When the line with "fn unavailable(&self, index: usize)" is reached, include it and stop; before that, copy each line of the listing exactly from the first.

> Record excerpts

======

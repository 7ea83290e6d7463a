//! Numeric commands: fetch the sources, derive the figures, format the reply

use std::sync::Arc;

use serde::de::DeserializeOwned;

use crate::application::errors::CommandError;
use crate::application::services::formatter;
use crate::domain::entities::{BlocksFeed, FetchResult, NetworkInfoFeed, Rate, Reply};
use crate::domain::rules::{
    average_block_time, count_enabled, parse_numeric_arg, HalvingCountdown, MasternodeStats, MiningYield,
    NumericArg, RewardProjection, MAX_PROJECTED_MASTERNODES,
};
use crate::domain::traits::SourceFetcher;
use crate::infrastructure::config::{ArgumentTexts, Config};

/// Successful fetches, aligned with the URLs that produced them
struct Sources {
    urls: Vec<String>,
    results: Vec<FetchResult>,
}

impl Sources {
    fn decode<T: DeserializeOwned>(&self, index: usize) -> Result<T, CommandError> {
        self.results[index]
            .decode()
            .ok_or_else(|| CommandError::source_unavailable(&self.urls[index]))
    }

    fn value(&self, index: usize) -> Result<&serde_json::Value, CommandError> {
        self.results[index]
            .value()
            .ok_or_else(|| CommandError::source_unavailable(&self.urls[index]))
    }

    fn unavailable(&self, index: usize) -> CommandError {
        CommandError::source_unavailable(&self.urls[index])
    }

    /// Average block time of the blocks feed; a sample under two blocks counts as 60s
    fn block_time(&self, index: usize) -> Result<f64, CommandError> {
        let feed: BlocksFeed = self.decode(index)?;
        self.checked_block_time(index, &feed)
    }

    /// Latest height and average block time; the feed must hold a block
    fn height_and_block_time(&self, index: usize) -> Result<(u64, f64), CommandError> {
        let feed: BlocksFeed = self.decode(index)?;
        let height = feed.latest_height().ok_or_else(|| self.unavailable(index))?;
        Ok((height, self.checked_block_time(index, &feed)?))
    }

    fn checked_block_time(&self, index: usize, feed: &BlocksFeed) -> Result<f64, CommandError> {
        let avg = average_block_time(&feed.blocks);
        if !(avg > 0.0) {
            return Err(self.unavailable(index));
        }
        Ok(avg)
    }
}

/// Answers `calc`, `network`, `halving`, `mninfo` and `mnrew`
pub struct MetricsService {
    fetcher: Arc<dyn SourceFetcher>,
    config: Arc<Config>,
}

impl MetricsService {
    pub fn new(fetcher: Arc<dyn SourceFetcher>, config: Arc<Config>) -> Self {
        Self { fetcher, config }
    }

    /// Fetch every URL; the first failed one aborts the command
    async fn fetch_required(&self, urls: Vec<String>) -> Result<Sources, CommandError> {
        let results = self.fetcher.fetch_all(&urls).await;

        if let Some((url, _)) = urls.iter().zip(&results).find(|(_, r)| r.is_failure()) {
            return Err(CommandError::source_unavailable(url.as_str()));
        }
        if results.len() != urls.len() {
            return Err(CommandError::ExecutionFailed(format!(
                "fetcher returned {} results for {} sources",
                results.len(),
                urls.len()
            )));
        }

        Ok(Sources { urls, results })
    }

    fn price(&self, sources: &Sources, index: usize) -> Result<f64, CommandError> {
        let rates: Vec<Rate> = sources.decode(index)?;
        Rate::find_price(&rates, &self.config.params.currency).ok_or_else(|| sources.unavailable(index))
    }

    fn network_info(&self, sources: &Sources, index: usize) -> Result<NetworkInfoFeed, CommandError> {
        let feed: NetworkInfoFeed = sources.decode(index)?;
        if !(feed.info.networksolps > 0.0) {
            return Err(sources.unavailable(index));
        }
        Ok(feed)
    }

    pub async fn calc(&self, arg: Option<&str>) -> Result<Reply, CommandError> {
        let texts = &self.config.texts.calc;
        let user_solps = match parse_numeric_arg(arg) {
            NumericArg::Value(v) => v,
            rejected => return Ok(rejection(texts, rejected)),
        };

        let endpoints = &self.config.endpoints;
        let sources = self
            .fetch_required(vec![endpoints.blocks.clone(), endpoints.rates.clone(), endpoints.network.clone()])
            .await?;

        let avg_block_time = sources.block_time(0)?;
        let price = self.price(&sources, 1)?;
        let network = self.network_info(&sources, 2)?;

        let params = &self.config.params;
        let income = MiningYield::estimate(user_solps, network.info.networksolps, params.mining_reward, avg_block_time);
        let text = formatter::format_calc(user_solps, network.info.networksolps, &income, price, &params.currency);
        Ok(Reply::markdown(text).without_preview())
    }

    pub async fn network(&self) -> Result<Reply, CommandError> {
        let endpoints = &self.config.endpoints;
        let sources = self
            .fetch_required(vec![endpoints.blocks.clone(), endpoints.network.clone()])
            .await?;

        let (height, avg_block_time) = sources.height_and_block_time(0)?;
        let network = self.network_info(&sources, 1)?;

        let text = formatter::format_network(height, avg_block_time, network.info.networksolps, network.info.difficulty);
        Ok(Reply::markdown(text).without_preview())
    }

    pub async fn halving(&self) -> Result<Reply, CommandError> {
        let sources = self.fetch_required(vec![self.config.endpoints.blocks.clone()]).await?;

        let (height, avg_block_time) = sources.height_and_block_time(0)?;
        let countdown = HalvingCountdown::from_height(height, avg_block_time);

        Ok(Reply::markdown(formatter::format_halving(height, countdown.as_ref())).without_preview())
    }

    pub async fn mninfo(&self) -> Result<Reply, CommandError> {
        let endpoints = &self.config.endpoints;
        let sources = self
            .fetch_required(vec![endpoints.blocks.clone(), endpoints.masternodes.clone()])
            .await?;

        let avg_block_time = sources.block_time(0)?;
        let count = count_enabled(sources.value(1)?);

        let params = &self.config.params;
        let text = match MasternodeStats::compute(count, params.masternode_reward, avg_block_time) {
            Some(stats) => formatter::format_mninfo(&stats, params.masternode_collateral, &params.currency),
            None => formatter::no_masternodes(),
        };
        Ok(Reply::markdown(text).without_preview())
    }

    /// Reward projection for `arg` masternodes, one when omitted
    pub async fn mnrew(&self, arg: Option<&str>) -> Result<Reply, CommandError> {
        let texts = &self.config.texts.mnrew;
        let nodes = match parse_numeric_arg(arg) {
            NumericArg::Absent => 1.0,
            NumericArg::Value(v) if v > MAX_PROJECTED_MASTERNODES => return Ok(rejection(texts, NumericArg::Infinity)),
            NumericArg::Value(v) => v,
            rejected => return Ok(rejection(texts, rejected)),
        };

        let endpoints = &self.config.endpoints;
        let sources = self
            .fetch_required(vec![endpoints.blocks.clone(), endpoints.rates.clone(), endpoints.masternodes.clone()])
            .await?;

        let avg_block_time = sources.block_time(0)?;
        let price = self.price(&sources, 1)?;
        let count = count_enabled(sources.value(2)?);

        let params = &self.config.params;
        let text = match RewardProjection::compute(nodes, count, params.masternode_reward, avg_block_time) {
            Some(projection) => formatter::format_mnrew(nodes, &projection, price, &params.currency),
            None => formatter::no_masternodes(),
        };
        Ok(Reply::markdown(text).without_preview())
    }
}

/// Canned answer for an argument that does not lead to a computation
fn rejection(texts: &ArgumentTexts, arg: NumericArg) -> Reply {
    let text = match arg {
        NumericArg::Infinity => &texts.infinity,
        NumericArg::Zero => &texts.zero,
        NumericArg::Negative => &texts.negative,
        NumericArg::Absent | NumericArg::NotANumber | NumericArg::Value(_) => &texts.default,
    };
    Reply::markdown(text.clone()).without_preview()
}
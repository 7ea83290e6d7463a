use std::fmt;

/// The sender of an incoming command
#[derive(Debug, Clone, PartialEq, Eq, Hash)]
pub struct User {
    pub id: String,
    pub username: Option<String>,
    pub first_name: Option<String>,
}

impl User {
    pub fn new(id: impl Into<String>) -> Self {
        Self {
            id: id.into(),
            username: None,
            first_name: None,
        }
    }

    pub fn with_username(mut self, username: Option<impl Into<String>>) -> Self {
        self.username = username.map(|u| u.into());
        self
    }

    pub fn with_first_name(mut self, first: Option<impl Into<String>>) -> Self {
        self.first_name = first.map(|f| f.into());
        self
    }

    /// Username if known, then first name, then the raw id
    pub fn display_name(&self) -> &str {
        self.username
            .as_deref()
            .or(self.first_name.as_deref())
            .unwrap_or(&self.id)
    }
}

impl fmt::Display for User {
    fn fmt(&self, f: &mut fmt::Formatter<'_>) -> fmt::Result {
        write!(f, "{}", self.display_name())
    }
}
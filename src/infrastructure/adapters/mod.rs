//! Messaging platform adapters

pub mod console;
pub mod telegram;

pub use console::ConsoleAdapter;
pub use telegram::TelegramAdapter;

======

> Result
repository 7ea83290e6d7463a
//! Numeric commands: fetch the sources, derive the figures, format the reply

use std::sync::Arc;

use serde::de::DeserializeOwned;

use crate::application::errors::CommandError;
use crate::application::services::formatter;
use crate::domain::entities::{BlocksFeed, FetchResult, NetworkInfoFeed, Rate, Reply};
use crate::domain::rules::{
    average_block_time, count_enabled, parse_numeric_arg, HalvingCountdown, MasternodeStats, MiningYield,
    NumericArg, RewardProjection, MAX_PROJECTED_MASTERNODES,
};
use crate::domain::traits::SourceFetcher;
use crate::infrastructure::config::{ArgumentTexts, Config};

/// Successful fetches, aligned with the URLs that produced them
struct Sources {
    urls: Vec<String>,
    results: Vec<FetchResult>,
}

impl Sources {
    fn decode<T: DeserializeOwned>(&self, index: usize) -> Result<T, CommandError> {
        self.results[index]
            .decode()
            .ok_or_else(|| CommandError::source_unavailable(&self.urls[index]))
    }

    fn value(&self, index: usize) -> Result<&serde_json::Value, CommandError> {
        self.results[index]
            .value()
            .ok_or_else(|| CommandError::source_unavailable(&self.urls[index]))
    }

    fn unavailable(&self, index: usize) -> CommandError {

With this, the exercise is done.